Top of Records provided

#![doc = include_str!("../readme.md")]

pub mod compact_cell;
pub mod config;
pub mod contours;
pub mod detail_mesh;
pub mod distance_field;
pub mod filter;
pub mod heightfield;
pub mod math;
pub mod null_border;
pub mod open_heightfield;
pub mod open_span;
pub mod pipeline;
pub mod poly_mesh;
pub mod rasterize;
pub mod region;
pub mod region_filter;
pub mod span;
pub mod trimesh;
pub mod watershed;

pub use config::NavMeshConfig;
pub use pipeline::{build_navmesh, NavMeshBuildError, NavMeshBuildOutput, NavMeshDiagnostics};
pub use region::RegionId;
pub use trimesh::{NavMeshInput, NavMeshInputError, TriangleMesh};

Bottom of Records provided

* **Task statement**: Every line above needs to be repeated exactly as shown.

* **Exercise output**:
#![doc = include_str!("../readme.md")]

pub mod compact_cell;
pub mod config;
pub mod contours;
pub mod detail_mesh;
pub mod distance_field;
pub mod filter;
pub mod heightfield;
pub mod math;
pub mod null_border;
pub mod open_heightfield;
pub mod open_span;
pub mod pipeline;
pub mod poly_mesh;
pub mod rasterize;
pub mod region;
pub mod region_filter;
pub mod span;
pub mod trimesh;
pub mod watershed;

pub use config::NavMeshConfig;
pub use pipeline::{build_navmesh, NavMeshBuildError, NavMeshBuildOutput, NavMeshDiagnostics};
pub use region::RegionId;
pub use trimesh::{NavMeshInput, NavMeshInputError, TriangleMesh};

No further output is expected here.